_Your goal:_ Print the full listing below exactly, keeping every character as it stands.

_Exercise material:_
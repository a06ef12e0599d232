use log::{info, warn};

use crate::{
    error::{InputError, PlotError, plot_error::STATUS_READY},
    interpreter::{
        function::ParsedFunction,
        sampler::{DEFAULT_STEP, GridPolicy, SampleRange, Samples, sample},
    },
};

/// A plot request as typed into the three input fields.
///
/// Every field is kept as raw text. Nothing is interpreted until
/// [`PlotRequest::run`], which validates the fields in the order a user would
/// read the resulting message: emptiness, then numeric bounds, then the range,
/// and only then the function itself.
#[derive(Debug, Clone, PartialEq)]
pub struct PlotRequest {
    function_text: String,
    x_min:         String,
    x_max:         String,
    step:          f64,
    policy:        GridPolicy,
}

impl PlotRequest {
    /// Creates a request with the default step and grid policy.
    #[must_use]
    pub fn new(function_text: impl Into<String>,
               x_min: impl Into<String>,
               x_max: impl Into<String>)
               -> Self {
        Self { function_text: function_text.into(),
               x_min:         x_min.into(),
               x_max:         x_max.into(),
               step:          DEFAULT_STEP,
               policy:        GridPolicy::default(), }
    }

    /// Overrides the sampling step.
    #[must_use]
    pub fn with_step(mut self, step: f64) -> Self {
        self.step = step;
        self
    }

    /// Overrides the grid policy.
    #[must_use]
    pub fn with_policy(mut self, policy: GridPolicy) -> Self {
        self.policy = policy;
        self
    }

    /// Validates the bound fields and builds the sampling range.
    ///
    /// The function text is only checked for emptiness here; its syntax is
    /// the parser's business.
    ///
    /// # Errors
    /// - [`InputError::EmptyField`] if any field is the empty string.
    /// - [`InputError::NotANumber`] if a bound is not a finite number.
    /// - Any error of [`SampleRange::with_step`].
    ///
    /// # Example
    /// ```
    /// use fplot::{error::InputError, plot::PlotRequest};
    ///
    /// let err = PlotRequest::new("x", "5", "-5").validate().unwrap_err();
    /// assert!(matches!(err, InputError::InvalidRange { .. }));
    /// ```
    pub fn validate(&self) -> Result<SampleRange, InputError> {
        if self.function_text.is_empty() || self.x_min.is_empty() || self.x_max.is_empty() {
            return Err(InputError::EmptyField);
        }

        let x_min = parse_bound(&self.x_min)?;
        let x_max = parse_bound(&self.x_max)?;

        SampleRange::with_step(x_min, x_max, self.step).map(|range| range.with_policy(self.policy))
    }

    /// Validates the request, parses the function and samples it.
    ///
    /// # Errors
    /// Returns a [`PlotError`] wrapping the first input, parse or evaluation
    /// failure. Use [`PlotError::status_message`] for the text to show.
    ///
    /// # Example
    /// ```
    /// use fplot::plot::PlotRequest;
    ///
    /// let plot = PlotRequest::new("sin(x) + 5", "-5", "5").run().unwrap();
    /// assert_eq!(plot.label(), "sin(x) + 5");
    /// assert_eq!(plot.title(), "Function Plot: sin(x) + 5");
    ///
    /// let err = PlotRequest::new("2x", "-5", "5").run().unwrap_err();
    /// assert_eq!(err.status_message(), "Invalid function");
    /// ```
    pub fn run(&self) -> Result<Plot, PlotError> {
        let range = self.validate()
                        .inspect_err(|e| warn!("Rejected plot request: {e}"))?;
        let function = ParsedFunction::parse(&self.function_text)
                       .inspect_err(|e| warn!("Rejected function '{}': {e}", self.function_text))?;
        let samples = sample(&function, &range)?;

        info!("Plotted '{function}' with {} points", samples.len());
        Ok(Plot { function,
                  samples })
    }
}

/// Reads a bound field as a finite number.
///
/// Surrounding whitespace is ignored. `inf` and `nan` parse as floats but can
/// never bound a plot, so they are rejected like any other non-number.
fn parse_bound(text: &str) -> Result<f64, InputError> {
    text.trim()
        .parse::<f64>()
        .ok()
        .filter(|v| v.is_finite())
        .ok_or_else(|| InputError::NotANumber { text: text.to_string() })
}

/// The outcome of a successful plot request, ready for rendering.
#[derive(Debug, Clone, PartialEq)]
pub struct Plot {
    function: ParsedFunction,
    samples:  Samples,
}

impl Plot {
    /// The function text exactly as the user typed it.
    #[must_use]
    pub fn label(&self) -> &str {
        self.function.label()
    }

    /// The title to draw above the plot.
    #[must_use]
    pub fn title(&self) -> String {
        self.function.title()
    }

    /// The status message to show once the plot is drawn.
    #[must_use]
    pub const fn status_message(&self) -> &'static str {
        STATUS_READY
    }

    /// The parsed function that was sampled.
    #[must_use]
    pub const fn function(&self) -> &ParsedFunction {
        &self.function
    }

    /// The sampled `(x, y)` points, in increasing `x` order.
    #[must_use]
    pub fn samples(&self) -> &[(f64, f64)] {
        &self.samples
    }

    /// Consumes the plot, returning its points.
    #[must_use]
    pub fn into_samples(self) -> Samples {
        self.samples
    }
}

#[cfg(test)]
mod tests {
    use super::*;
    use crate::error::{EvalError, ParseError};

    #[test]
    fn empty_fields_come_first() {
        for (f, lo, hi) in [("", "1", "2"), ("x", "", "2"), ("x", "1", ""), ("", "", "")] {
            assert_eq!(PlotRequest::new(f, lo, hi).run(),
                       Err(PlotError::Input(InputError::EmptyField)));
        }
    }

    #[test]
    fn bounds_must_be_finite_numbers() {
        for (lo, hi) in [("a", "1"), ("0", "two"), ("inf", "1"), ("0", "nan"), ("  ", "1")] {
            let err = PlotRequest::new("x", lo, hi).run().unwrap_err();
            assert_eq!(err.status_message(), "x min and x max must be numbers");
        }
    }

    #[test]
    fn bounds_tolerate_surrounding_whitespace() {
        let range = PlotRequest::new("x", " -1 ", "1\n").validate().unwrap();
        assert_eq!((range.x_min(), range.x_max()), (-1.0, 1.0));
    }

    #[test]
    fn inverted_range_never_reaches_the_parser() {
        let err = PlotRequest::new("this is not math", "5", "-5").run().unwrap_err();
        assert!(matches!(err, PlotError::Input(InputError::InvalidRange { .. })));
        assert_eq!(err.status_message(), "x min must be less than x max");
    }

    #[test]
    fn parse_and_domain_failures_share_one_message() {
        let parse = PlotRequest::new("2x", "-5", "5").run().unwrap_err();
        let domain = PlotRequest::new("log(x)", "-5", "5").run().unwrap_err();

        assert!(matches!(parse, PlotError::Parse(ParseError::UnexpectedToken(1))));
        assert!(matches!(domain, PlotError::Eval(EvalError::DomainError { operation: "log", .. })));
        assert_eq!(parse.status_message(), domain.status_message());
    }

    #[test]
    fn whitespace_only_function_is_an_invalid_function() {
        let err = PlotRequest::new("   ", "0", "1").run().unwrap_err();
        assert_eq!(err, PlotError::Parse(ParseError::EmptyExpression));
        assert_eq!(err.status_message(), "Invalid function");
    }

    #[test]
    fn step_and_policy_are_applied() {
        let plot = PlotRequest::new("x", "0", "1").with_step(0.5)
                                                  .with_policy(GridPolicy::Counted)
                                                  .run()
                                                  .unwrap();
        assert_eq!(plot.samples(), &[(0.0, 0.0), (0.5, 0.5), (1.0, 1.0)]);
        assert_eq!(plot.status_message(), "Ready...");
    }

    #[test]
    fn unusable_steps_have_their_own_message() {
        for step in [0.0, -1.0, f64::NAN, f64::INFINITY] {
            let err = PlotRequest::new("x", "0", "1").with_step(step).run().unwrap_err();
            assert!(matches!(err, PlotError::Input(InputError::InvalidStep { .. })));
            assert_eq!(err.status_message(), "step must be a positive number");
        }
    }

    #[test]
    fn oversized_grid_has_its_own_message() {
        let err = PlotRequest::new("x", "-1000", "1000").with_step(1e-9)
                                                       .run()
                                                       .unwrap_err();
        assert!(matches!(err, PlotError::Input(InputError::TooManySamples { .. })));
        assert_eq!(err.status_message(),
                   "too many points; increase the step or shrink the range");
    }
}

_Answer space:_
repository a06ef12e0599d232
use log::{info, warn};

use crate::{
    error::{InputError, PlotError, plot_error::STATUS_READY},
    interpreter::{
        function::ParsedFunction,
        sampler::{DEFAULT_STEP, GridPolicy, SampleRange, Samples, sample},
    },
};

/// A plot request as typed into the three input fields.
///
/// Every field is kept as raw text. Nothing is interpreted until
/// [`PlotRequest::run`], which validates the fields in the order a user would
/// read the resulting message: emptiness, then numeric bounds, then the range,
/// and only then the function itself.
#[derive(Debug, Clone, PartialEq)]
pub struct PlotRequest {
    function_text: String,
    x_min:         String,
    x_max:         String,
    step:          f64,
    policy:        GridPolicy,
}

impl PlotRequest {
    /// Creates a request with the default step and grid policy.
    #[must_use]
    pub fn new(function_text: impl Into<String>,
               x_min: impl Into<String>,
               x_max: impl Into<String>)
               -> Self {
        Self { function_text: function_text.into(),
               x_min:         x_min.into(),
               x_max:         x_max.into(),
               step:          DEFAULT_STEP,
               policy:        GridPolicy::default(), }
    }

    /// Overrides the sampling step.
    #[must_use]
    pub fn with_step(mut self, step: f64) -> Self {
        self.step = step;
        self
    }

    /// Overrides the grid policy.
    #[must_use]
    pub fn with_policy(mut self, policy: GridPolicy) -> Self {
        self.policy = policy;
        self
    }

    /// Validates the bound fields and builds the sampling range.
    ///
    /// The function text is only checked for emptiness here; its syntax is
    /// the parser's business.
    ///
    /// # Errors
    /// - [`InputError::EmptyField`] if any field is the empty string.
    /// - [`InputError::NotANumber`] if a bound is not a finite number.
    /// - Any error of [`SampleRange::with_step`].
    ///
    /// # Example
    /// ```
    /// use fplot::{error::InputError, plot::PlotRequest};
    ///
    /// let err = PlotRequest::new("x", "5", "-5").validate().unwrap_err();
    /// assert!(matches!(err, InputError::InvalidRange { .. }));
    /// ```
    pub fn validate(&self) -> Result<SampleRange, InputError> {
        if self.function_text.is_empty() || self.x_min.is_empty() || self.x_max.is_empty() {
            return Err(InputError::EmptyField);
        }

        let x_min = parse_bound(&self.x_min)?;
        let x_max = parse_bound(&self.x_max)?;

        SampleRange::with_step(x_min, x_max, self.step).map(|range| range.with_policy(self.policy))
    }

    /// Validates the request, parses the function and samples it.
    ///
    /// # Errors
    /// Returns a [`PlotError`] wrapping the first input, parse or evaluation
    /// failure. Use [`PlotError::status_message`] for the text to show.
    ///
    /// # Example
    /// ```
    /// use fplot::plot::PlotRequest;
    ///
    /// let plot = PlotRequest::new("sin(x) + 5", "-5", "5").run().unwrap();
    /// assert_eq!(plot.label(), "sin(x) + 5");
    /// assert_eq!(plot.title(), "Function Plot: sin(x) + 5");
    ///
    /// let err = PlotRequest::new("2x", "-5", "5").run().unwrap_err();
    /// assert_eq!(err.status_message(), "Invalid function");
    /// ```
    pub fn run(&self) -> Result<Plot, PlotError> {
        let range = self.validate()
                        .inspect_err(|e| warn!("Rejected plot request: {e}"))?;
        let function = ParsedFunction::parse(&self.function_text)
                       .inspect_err(|e| warn!("Rejected function '{}': {e}", self.function_text))?;
        let samples = sample(&function, &range)?;

        info!("Plotted '{function}' with {} points", samples.len());
        Ok(Plot { function,
                  samples })
    }
}

/// Reads a bound field as a finite number.
///
/// Surrounding whitespace is ignored. `inf` and `nan` parse as floats but can
/// never bound a plot, so they are rejected like any other non-number.
fn parse_bound(text: &str) -> Result<f64, InputError> {
    text.trim()
        .parse::<f64>()
        .ok()
        .filter(|v| v.is_finite())
        .ok_or_else(|| InputError::NotANumber { text: text.to_string() })
}

/// The outcome of a successful plot request, ready for rendering.
#[derive(Debug, Clone, PartialEq)]
pub struct Plot {
    function: ParsedFunction,
    samples:  Samples,
}

impl Plot {
    /// The function text exactly as the user typed it.
    #[must_use]
    pub fn label(&self) -> &str {
        self.function.label()
    }

    /// The title to draw above the plot.
    #[must_use]
    pub fn title(&self) -> String {
        self.function.title()
    }

    /// The status message to show once the plot is drawn.
    #[must_use]
    pub const fn status_message(&self) -> &'static str {
        STATUS_READY
    }

    /// The parsed function that was sampled.
    #[must_use]
    pub const fn function(&self) -> &ParsedFunction {
        &self.function
    }

    /// The sampled `(x, y)` points, in increasing `x` order.
    #[must_use]
    pub fn samples(&self) -> &[(f64, f64)] {
        &self.samples
    }

    /// Consumes the plot, returning its points.
    #[must_use]
    pub fn into_samples(self) -> Samples {
        self.samples
    }
}

#[cfg(test)]
mod tests {
    use super::*;
    use crate::error::{EvalError, ParseError};

    #[test]
    fn empty_fields_come_first() {
        for (f, lo, hi) in [("", "1", "2"), ("x", "", "2"), ("x", "1", ""), ("", "", "")] {
            assert_eq!(PlotRequest::new(f, lo, hi).run(),
                       Err(PlotError::Input(InputError::EmptyField)));
        }
    }

    #[test]
    fn bounds_must_be_finite_numbers() {
        for (lo, hi) in [("a", "1"), ("0", "two"), ("inf", "1"), ("0", "nan"), ("  ", "1")] {
            let err = PlotRequest::new("x", lo, hi).run().unwrap_err();
            assert_eq!(err.status_message(), "x min and x max must be numbers");
        }
    }

    #[test]
    fn bounds_tolerate_surrounding_whitespace() {
        let range = PlotRequest::new("x", " -1 ", "1\n").validate().unwrap();
        assert_eq!((range.x_min(), range.x_max()), (-1.0, 1.0));
    }

    #[test]
    fn inverted_range_never_reaches_the_parser() {
        let err = PlotRequest::new("this is not math", "5", "-5").run().unwrap_err();
        assert!(matches!(err, PlotError::Input(InputError::InvalidRange { .. })));
        assert_eq!(err.status_message(), "x min must be less than x max");
    }

    #[test]
    fn parse_and_domain_failures_share_one_message() {
        let parse = PlotRequest::new("2x", "-5", "5").run().unwrap_err();
        let domain = PlotRequest::new("log(x)", "-5", "5").run().unwrap_err();

        assert!(matches!(parse, PlotError::Parse(ParseError::UnexpectedToken(1))));
        assert!(matches!(domain, PlotError::Eval(EvalError::DomainError { operation: "log", .. })));
        assert_eq!(parse.status_message(), domain.status_message());
    }

    #[test]
    fn whitespace_only_function_is_an_invalid_function() {
        let err = PlotRequest::new("   ", "0", "1").run().unwrap_err();
        assert_eq!(err, PlotError::Parse(ParseError::EmptyExpression));
        assert_eq!(err.status_message(), "Invalid function");
    }

    #[test]
    fn step_and_policy_are_applied() {
        let plot = PlotRequest::new("x", "0", "1").with_step(0.5)
                                                  .with_policy(GridPolicy::Counted)
                                                  .run()
                                                  .unwrap();
        assert_eq!(plot.samples(), &[(0.0, 0.0), (0.5, 0.5), (1.0, 1.0)]);
        assert_eq!(plot.status_message(), "Ready...");
    }

    #[test]
    fn unusable_steps_have_their_own_message() {
        for step in [0.0, -1.0, f64::NAN, f64::INFINITY] {
            let err = PlotRequest::new("x", "0", "1").with_step(step).run().unwrap_err();
            assert!(matches!(err, PlotError::Input(InputError::InvalidStep { .. })));
            assert_eq!(err.status_message(), "step must be a positive number");
        }
    }

    #[test]
    fn oversized_grid_has_its_own_message() {
        let err = PlotRequest::new("x", "-1000", "1000").with_step(1e-9)
                                                       .run()
                                                       .unwrap_err();
        assert!(matches!(err, PlotError::Input(InputError::TooManySamples { .. })));
        assert_eq!(err.status_message(),
                   "too many points; increase the step or shrink the range");
    }
}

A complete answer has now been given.